## About this exercise
Only the lines from the top of the data through the one with "configured size band;" are to be written out, each exactly as it stands.

>>

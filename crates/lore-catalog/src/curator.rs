use std::collections::BTreeSet;

use chrono::Utc;

use crate::config::CuratorConfig;
use crate::error::CatalogError;
use crate::gap::{GapCandidate, GapDecision};
use crate::matcher::Matcher;
use crate::model::{CapabilityUnit, SizeClass, TriggerPattern, UnitStatus};
use crate::registry::Registry;

/// A proposed capability unit before validation. Raw trigger strings are
/// classified into phrases and globs on commit.
#[derive(Debug, Clone)]
pub struct UnitDraft {
    pub id: String,
    pub title: String,
    pub category_id: String,
    pub trigger_patterns: Vec<String>,
    pub related_unit_ids: BTreeSet<String>,
    pub body: String,
}

/// Turns a create-decided gap candidate into a registered capability unit,
/// enforcing the catalog's scope and coverage rules first.
pub struct Curator {
    config: CuratorConfig,
}

impl Curator {
    #[must_use]
    pub fn new(config: CuratorConfig) -> Self {
        Self { config }
    }

    /// Validate a draft against the gap candidate and register it.
    ///
    /// # Errors
    ///
    /// - `NotFound` when the candidate is not create-decided;
    /// - `ScopeTooNarrow` / `ScopeTooBroad` when the body falls outside the
    ///   configured size band;
    /// - `DuplicateCoverage` when one existing active unit already matches
    ///   every proposed trigger;
    /// - any `Registry::register` error.
    pub fn commit(
        &self,
        registry: &mut Registry,
        matcher: &Matcher,
        candidate: &GapCandidate,
        draft: &UnitDraft,
    ) -> Result<CapabilityUnit, CatalogError> {
        if candidate.decision != GapDecision::Create {
            return Err(CatalogError::NotFound(format!(
                "gap '{}' is not create-decided",
                candidate.domain_key
            )));
        }

        let len = draft.body.len();
        if len < self.config.min_body_len {
            return Err(CatalogError::ScopeTooNarrow {
                len,
                min: self.config.min_body_len,
            });
        }
        if len > self.config.max_body_len {
            return Err(CatalogError::ScopeTooBroad {
                len,
                max: self.config.max_body_len,
            });
        }
        if draft.trigger_patterns.is_empty() {
            return Err(CatalogError::Invalid(
                "at least one trigger pattern is required".into(),
            ));
        }

        if let Some(unit_id) = subsuming_unit(
            registry,
            matcher,
            &draft.trigger_patterns,
            self.config.coverage_threshold,
        ) {
            return Err(CatalogError::DuplicateCoverage { unit_id });
        }

        let mut triggers: Vec<TriggerPattern> = Vec::new();
        for raw in &draft.trigger_patterns {
            let trigger = TriggerPattern::classify(raw);
            if !triggers.contains(&trigger) {
                triggers.push(trigger);
            }
        }

        let unit = CapabilityUnit {
            id: draft.id.clone(),
            title: draft.title.clone(),
            category_id: draft.category_id.clone(),
            trigger_patterns: triggers,
            related_unit_ids: draft.related_unit_ids.clone(),
            size_class: SizeClass::classify(len, self.config.small_max, self.config.medium_max),
            status: UnitStatus::Active,
            updated_at: Utc::now(),
        };

        registry.register(unit)?;
        let created = registry.lookup_by_id(&draft.id)?.clone();
        tracing::info!(
            id = %created.id,
            domain = %candidate.domain_key,
            size = ?created.size_class,
            "curated new capability unit"
        );
        Ok(created)
    }
}

/// One existing active unit whose own patterns match every proposed
/// trigger, if any: full subsumption means the draft adds no retrievable
/// surface. Only hits at or above `coverage_threshold` count, so a
/// category discovery glob brushing every trigger is not coverage.
fn subsuming_unit(
    registry: &Registry,
    matcher: &Matcher,
    triggers: &[String],
    coverage_threshold: u32,
) -> Option<String> {
    let mut common: Option<BTreeSet<String>> = None;
    for trigger in triggers {
        let report = matcher.rank(registry, trigger);
        let ids: BTreeSet<String> = report
            .candidates
            .into_iter()
            .filter(|c| c.score >= coverage_threshold)
            .map(|c| c.unit_id)
            .collect();
        common = Some(match common {
            None => ids,
            Some(prev) => prev.intersection(&ids).cloned().collect(),
        });
        if common.as_ref().is_some_and(BTreeSet::is_empty) {
            return None;
        }
    }
    common.and_then(|ids| ids.into_iter().next())
}
//! Capability-unit catalog: registry, trigger matcher, progressive loader,
//! gap analyzer, and curator.

pub mod config;
pub mod curator;
pub mod error;
pub mod gap;
pub mod index;
pub mod loader;
pub mod matcher;
pub mod model;
pub mod registry;
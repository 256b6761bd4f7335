use std::collections::BTreeMap;

use glob::Pattern;

use crate::model::TriggerPattern;
use crate::registry::Registry;

/// Derived lookup structures for the matcher: trigger phrases, compiled
/// trigger globs, and category discovery globs, for active units only.
///
/// Always re-derivable from registry contents alone; the registry drops it
/// on every mutation and rebuilds it on the next read.
#[derive(Debug)]
pub struct CatalogIndex {
    phrases: Vec<(String, String)>,
    globs: Vec<(Pattern, String)>,
    category_globs: Vec<(Pattern, String)>,
    active_members: BTreeMap<String, Vec<String>>,
}

impl CatalogIndex {
    /// Build the index deterministically: units in id order, patterns in
    /// declaration order, categories in name order.
    #[must_use]
    pub fn build(registry: &Registry) -> Self {
        let mut phrases = Vec::new();
        let mut globs = Vec::new();

        for unit in registry.active_units() {
            for trigger in &unit.trigger_patterns {
                match trigger {
                    TriggerPattern::Phrase(p) => {
                        phrases.push((p.to_lowercase(), unit.id.clone()));
                    }
                    TriggerPattern::Glob(g) => match Pattern::new(&g.to_lowercase()) {
                        Ok(pattern) => globs.push((pattern, unit.id.clone())),
                        Err(e) => {
                            tracing::warn!(id = %unit.id, glob = %g, "skipping invalid trigger glob: {e}");
                        }
                    },
                }
            }
        }

        let mut category_globs = Vec::new();
        let mut active_members = BTreeMap::new();
        for category in registry.categories() {
            for raw in &category.discovery_patterns {
                match Pattern::new(&raw.to_lowercase()) {
                    Ok(pattern) => category_globs.push((pattern, category.name.clone())),
                    Err(e) => {
                        tracing::warn!(category = %category.name, glob = %raw, "skipping invalid discovery glob: {e}");
                    }
                }
            }
            let members: Vec<String> = category
                .member_unit_ids
                .iter()
                .filter(|id| registry.lookup_by_id(id).is_ok_and(|u| u.is_active()))
                .cloned()
                .collect();
            active_members.insert(category.name.clone(), members);
        }

        Self {
            phrases,
            globs,
            category_globs,
            active_members,
        }
    }

    #[must_use]
    pub fn phrases(&self) -> &[(String, String)] {
        &self.phrases
    }

    #[must_use]
    pub fn globs(&self) -> &[(Pattern, String)] {
        &self.globs
    }

    #[must_use]
    pub fn category_globs(&self) -> &[(Pattern, String)] {
        &self.category_globs
    }

    /// Active member ids of a category, in membership order.
    #[must_use]
    pub fn active_members(&self, category: &str) -> &[String] {
        self.active_members
            .get(category)
            .map_or(&[], Vec::as_slice)
    }
}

<<

## Result of the exercise
filename crates/lore-catalog/src/curator.rs
use std::collections::BTreeSet;

use chrono::Utc;

use crate::config::CuratorConfig;
use crate::error::CatalogError;
use crate::gap::{GapCandidate, GapDecision};
use crate::matcher::Matcher;
use crate::model::{CapabilityUnit, SizeClass, TriggerPattern, UnitStatus};
use crate::registry::Registry;

/// A proposed capability unit before validation. Raw trigger strings are
/// classified into phrases and globs on commit.
#[derive(Debug, Clone)]
pub struct UnitDraft {
    pub id: String,
    pub title: String,
    pub category_id: String,
    pub trigger_patterns: Vec<String>,
    pub related_unit_ids: BTreeSet<String>,
    pub body: String,
}

/// Turns a create-decided gap candidate into a registered capability unit,
/// enforcing the catalog's scope and coverage rules first.
pub struct Curator {
    config: CuratorConfig,
}

impl Curator {
    #[must_use]
    pub fn new(config: CuratorConfig) -> Self {
        Self { config }
    }

    /// Validate a draft against the gap candidate and register it.
    ///
    /// # Errors
    ///
    /// - `NotFound` when the candidate is not create-decided;
    /// - `ScopeTooNarrow` / `ScopeTooBroad` when the body falls outside the
    ///   configured size band;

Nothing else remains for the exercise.